Top of Data

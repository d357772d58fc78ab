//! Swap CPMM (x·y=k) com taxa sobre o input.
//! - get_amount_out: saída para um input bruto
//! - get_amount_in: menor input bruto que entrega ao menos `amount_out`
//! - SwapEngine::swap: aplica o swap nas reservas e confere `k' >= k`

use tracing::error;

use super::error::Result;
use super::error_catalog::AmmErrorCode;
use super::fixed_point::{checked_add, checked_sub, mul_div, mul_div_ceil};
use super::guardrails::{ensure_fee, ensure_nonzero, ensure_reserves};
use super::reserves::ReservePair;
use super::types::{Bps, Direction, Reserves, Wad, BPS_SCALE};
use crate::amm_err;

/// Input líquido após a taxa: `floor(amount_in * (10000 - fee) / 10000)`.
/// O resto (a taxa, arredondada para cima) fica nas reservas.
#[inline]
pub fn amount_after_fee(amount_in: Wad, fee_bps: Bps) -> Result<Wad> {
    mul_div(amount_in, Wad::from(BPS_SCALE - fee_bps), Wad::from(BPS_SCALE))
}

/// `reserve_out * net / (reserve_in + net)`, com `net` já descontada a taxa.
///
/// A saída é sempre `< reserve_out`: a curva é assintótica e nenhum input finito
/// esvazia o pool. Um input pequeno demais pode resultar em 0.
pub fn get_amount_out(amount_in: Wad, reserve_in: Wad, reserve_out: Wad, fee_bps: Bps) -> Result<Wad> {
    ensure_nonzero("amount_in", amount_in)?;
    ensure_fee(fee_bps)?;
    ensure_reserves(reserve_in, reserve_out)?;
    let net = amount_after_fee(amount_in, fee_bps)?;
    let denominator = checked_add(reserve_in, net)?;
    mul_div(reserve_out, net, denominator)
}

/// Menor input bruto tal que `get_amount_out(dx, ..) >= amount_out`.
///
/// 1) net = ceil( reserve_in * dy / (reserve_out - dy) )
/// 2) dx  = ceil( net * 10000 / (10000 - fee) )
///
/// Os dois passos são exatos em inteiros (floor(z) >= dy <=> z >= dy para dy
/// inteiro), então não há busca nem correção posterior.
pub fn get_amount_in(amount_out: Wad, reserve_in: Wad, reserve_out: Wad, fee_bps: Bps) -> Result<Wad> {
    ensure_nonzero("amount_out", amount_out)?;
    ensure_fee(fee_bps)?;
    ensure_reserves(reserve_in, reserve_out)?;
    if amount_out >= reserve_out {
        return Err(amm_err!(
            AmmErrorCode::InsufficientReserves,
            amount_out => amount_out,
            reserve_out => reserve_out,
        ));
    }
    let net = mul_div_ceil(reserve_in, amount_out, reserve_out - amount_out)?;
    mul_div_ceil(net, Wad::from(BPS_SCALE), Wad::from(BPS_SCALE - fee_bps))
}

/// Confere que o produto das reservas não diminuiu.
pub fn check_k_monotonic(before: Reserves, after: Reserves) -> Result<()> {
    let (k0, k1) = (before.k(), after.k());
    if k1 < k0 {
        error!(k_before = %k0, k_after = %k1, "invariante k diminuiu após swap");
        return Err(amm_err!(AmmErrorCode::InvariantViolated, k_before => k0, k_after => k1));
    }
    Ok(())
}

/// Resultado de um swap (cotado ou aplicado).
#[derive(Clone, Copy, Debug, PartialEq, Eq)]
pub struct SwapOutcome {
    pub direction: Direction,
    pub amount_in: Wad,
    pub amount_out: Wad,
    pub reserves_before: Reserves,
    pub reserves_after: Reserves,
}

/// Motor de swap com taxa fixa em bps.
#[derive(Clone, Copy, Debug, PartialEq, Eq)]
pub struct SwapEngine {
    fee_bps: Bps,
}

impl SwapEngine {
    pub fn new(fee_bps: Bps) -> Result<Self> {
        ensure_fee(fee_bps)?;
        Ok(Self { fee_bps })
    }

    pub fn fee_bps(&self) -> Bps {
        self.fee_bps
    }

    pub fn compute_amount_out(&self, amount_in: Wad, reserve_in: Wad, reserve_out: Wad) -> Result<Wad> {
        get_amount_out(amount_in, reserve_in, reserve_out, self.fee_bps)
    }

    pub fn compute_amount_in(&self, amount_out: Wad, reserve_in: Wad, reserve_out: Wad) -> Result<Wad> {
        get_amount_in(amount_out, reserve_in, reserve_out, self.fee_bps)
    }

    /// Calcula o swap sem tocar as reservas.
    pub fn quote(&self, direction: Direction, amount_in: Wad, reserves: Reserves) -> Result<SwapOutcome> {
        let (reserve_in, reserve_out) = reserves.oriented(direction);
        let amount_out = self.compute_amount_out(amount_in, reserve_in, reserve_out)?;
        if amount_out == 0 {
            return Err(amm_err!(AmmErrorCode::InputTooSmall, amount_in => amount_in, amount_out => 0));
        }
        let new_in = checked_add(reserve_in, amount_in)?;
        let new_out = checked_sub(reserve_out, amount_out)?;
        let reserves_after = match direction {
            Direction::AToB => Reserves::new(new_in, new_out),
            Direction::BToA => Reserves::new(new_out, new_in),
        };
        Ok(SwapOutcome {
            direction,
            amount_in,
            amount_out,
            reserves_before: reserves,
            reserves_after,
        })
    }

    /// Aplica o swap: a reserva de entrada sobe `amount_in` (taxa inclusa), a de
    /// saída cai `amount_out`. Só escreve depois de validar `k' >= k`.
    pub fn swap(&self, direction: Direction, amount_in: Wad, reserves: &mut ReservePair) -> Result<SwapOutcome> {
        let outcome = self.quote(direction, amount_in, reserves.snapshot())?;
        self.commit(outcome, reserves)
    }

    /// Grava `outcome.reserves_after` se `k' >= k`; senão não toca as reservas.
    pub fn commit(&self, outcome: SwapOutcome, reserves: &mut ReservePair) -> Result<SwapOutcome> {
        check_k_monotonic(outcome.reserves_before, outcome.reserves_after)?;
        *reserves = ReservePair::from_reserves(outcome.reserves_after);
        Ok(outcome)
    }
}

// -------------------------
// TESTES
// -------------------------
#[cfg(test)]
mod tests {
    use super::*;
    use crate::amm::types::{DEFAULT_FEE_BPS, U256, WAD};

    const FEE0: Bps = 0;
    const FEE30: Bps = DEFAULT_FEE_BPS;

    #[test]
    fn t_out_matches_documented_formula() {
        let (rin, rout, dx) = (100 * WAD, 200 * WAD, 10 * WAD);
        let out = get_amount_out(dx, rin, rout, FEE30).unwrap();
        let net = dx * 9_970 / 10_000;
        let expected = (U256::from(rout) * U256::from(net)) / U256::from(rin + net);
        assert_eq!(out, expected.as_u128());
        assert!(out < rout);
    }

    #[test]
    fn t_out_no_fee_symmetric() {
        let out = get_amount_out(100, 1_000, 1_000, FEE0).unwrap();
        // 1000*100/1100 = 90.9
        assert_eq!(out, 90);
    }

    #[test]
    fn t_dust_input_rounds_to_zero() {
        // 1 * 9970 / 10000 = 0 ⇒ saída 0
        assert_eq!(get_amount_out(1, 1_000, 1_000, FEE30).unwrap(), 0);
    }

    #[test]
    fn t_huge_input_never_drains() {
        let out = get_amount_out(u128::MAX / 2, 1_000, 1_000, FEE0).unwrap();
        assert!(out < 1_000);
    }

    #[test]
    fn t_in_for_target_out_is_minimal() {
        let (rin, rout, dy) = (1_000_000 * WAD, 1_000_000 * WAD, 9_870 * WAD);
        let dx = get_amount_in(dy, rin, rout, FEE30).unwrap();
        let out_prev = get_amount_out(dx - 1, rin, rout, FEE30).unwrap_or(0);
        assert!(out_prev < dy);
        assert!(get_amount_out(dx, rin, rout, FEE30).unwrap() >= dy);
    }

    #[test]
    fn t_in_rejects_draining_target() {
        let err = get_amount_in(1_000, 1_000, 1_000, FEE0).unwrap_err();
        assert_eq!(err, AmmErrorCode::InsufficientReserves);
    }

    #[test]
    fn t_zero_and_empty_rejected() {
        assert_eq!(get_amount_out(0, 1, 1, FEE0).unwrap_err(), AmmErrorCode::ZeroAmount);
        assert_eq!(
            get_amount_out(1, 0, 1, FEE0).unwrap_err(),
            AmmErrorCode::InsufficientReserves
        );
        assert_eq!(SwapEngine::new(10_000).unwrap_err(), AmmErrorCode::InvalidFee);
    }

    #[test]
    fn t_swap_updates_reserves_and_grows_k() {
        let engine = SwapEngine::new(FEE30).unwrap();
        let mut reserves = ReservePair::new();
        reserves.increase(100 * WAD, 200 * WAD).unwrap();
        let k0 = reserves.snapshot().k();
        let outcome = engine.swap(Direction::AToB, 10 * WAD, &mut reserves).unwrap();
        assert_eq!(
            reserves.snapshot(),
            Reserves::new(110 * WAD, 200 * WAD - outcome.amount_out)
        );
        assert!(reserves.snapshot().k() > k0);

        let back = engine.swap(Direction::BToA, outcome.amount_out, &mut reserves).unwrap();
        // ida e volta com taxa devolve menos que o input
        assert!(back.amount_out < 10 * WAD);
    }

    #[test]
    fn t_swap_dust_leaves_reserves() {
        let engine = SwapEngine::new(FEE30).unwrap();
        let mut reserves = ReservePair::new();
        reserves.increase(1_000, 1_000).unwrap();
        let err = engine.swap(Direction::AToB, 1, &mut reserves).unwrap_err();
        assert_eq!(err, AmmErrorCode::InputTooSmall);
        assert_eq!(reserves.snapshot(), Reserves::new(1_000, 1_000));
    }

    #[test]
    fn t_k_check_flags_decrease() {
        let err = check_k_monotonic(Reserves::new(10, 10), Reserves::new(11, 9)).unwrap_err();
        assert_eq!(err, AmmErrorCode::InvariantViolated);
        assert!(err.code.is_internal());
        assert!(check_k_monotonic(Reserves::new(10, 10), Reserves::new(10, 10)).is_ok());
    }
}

Bottom of Data
Top of Data

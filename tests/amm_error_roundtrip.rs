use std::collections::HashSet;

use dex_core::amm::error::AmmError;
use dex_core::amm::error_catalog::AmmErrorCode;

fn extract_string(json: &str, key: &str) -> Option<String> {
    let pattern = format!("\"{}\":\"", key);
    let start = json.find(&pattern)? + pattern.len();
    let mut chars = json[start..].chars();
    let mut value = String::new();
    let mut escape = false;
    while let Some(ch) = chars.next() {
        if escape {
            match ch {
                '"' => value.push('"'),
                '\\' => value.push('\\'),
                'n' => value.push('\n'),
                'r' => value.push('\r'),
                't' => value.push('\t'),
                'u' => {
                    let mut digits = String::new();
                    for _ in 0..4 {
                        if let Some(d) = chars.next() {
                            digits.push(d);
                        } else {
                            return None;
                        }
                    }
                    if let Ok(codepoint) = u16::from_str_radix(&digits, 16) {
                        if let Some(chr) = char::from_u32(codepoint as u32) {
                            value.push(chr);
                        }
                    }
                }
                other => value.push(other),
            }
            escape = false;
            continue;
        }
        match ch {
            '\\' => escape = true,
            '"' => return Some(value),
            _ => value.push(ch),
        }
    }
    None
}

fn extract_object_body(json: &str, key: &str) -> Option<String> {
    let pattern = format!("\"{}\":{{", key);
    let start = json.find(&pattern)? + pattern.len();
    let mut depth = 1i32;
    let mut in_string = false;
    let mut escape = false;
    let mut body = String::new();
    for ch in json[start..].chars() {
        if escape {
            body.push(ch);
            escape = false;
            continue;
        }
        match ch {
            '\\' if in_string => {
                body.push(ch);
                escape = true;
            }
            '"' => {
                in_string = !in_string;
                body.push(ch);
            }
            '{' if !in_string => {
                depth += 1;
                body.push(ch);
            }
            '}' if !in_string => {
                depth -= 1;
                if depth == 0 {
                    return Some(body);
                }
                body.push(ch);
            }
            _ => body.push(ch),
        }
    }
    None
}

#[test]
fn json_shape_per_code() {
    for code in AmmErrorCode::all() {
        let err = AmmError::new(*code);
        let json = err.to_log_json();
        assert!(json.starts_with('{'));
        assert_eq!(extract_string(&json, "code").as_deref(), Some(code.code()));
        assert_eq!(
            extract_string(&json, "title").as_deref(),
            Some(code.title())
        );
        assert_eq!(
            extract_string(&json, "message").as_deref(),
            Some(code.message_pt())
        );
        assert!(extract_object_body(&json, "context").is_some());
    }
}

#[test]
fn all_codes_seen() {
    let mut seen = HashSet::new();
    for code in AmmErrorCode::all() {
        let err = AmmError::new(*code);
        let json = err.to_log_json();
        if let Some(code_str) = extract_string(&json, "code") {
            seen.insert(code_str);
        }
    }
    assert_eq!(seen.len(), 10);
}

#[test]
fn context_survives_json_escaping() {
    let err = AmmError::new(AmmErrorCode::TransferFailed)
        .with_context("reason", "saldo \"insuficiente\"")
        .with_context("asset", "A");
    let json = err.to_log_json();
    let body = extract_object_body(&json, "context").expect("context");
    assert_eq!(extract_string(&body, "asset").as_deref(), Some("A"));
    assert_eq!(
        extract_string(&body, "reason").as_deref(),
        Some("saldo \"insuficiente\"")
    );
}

Bottom of Data

◆ Required action
Search the records for the word "HashSet" and copy every line where it occurs.

◆ Solution for this problem
use std::collections::HashSet;
    let mut seen = HashSet::new();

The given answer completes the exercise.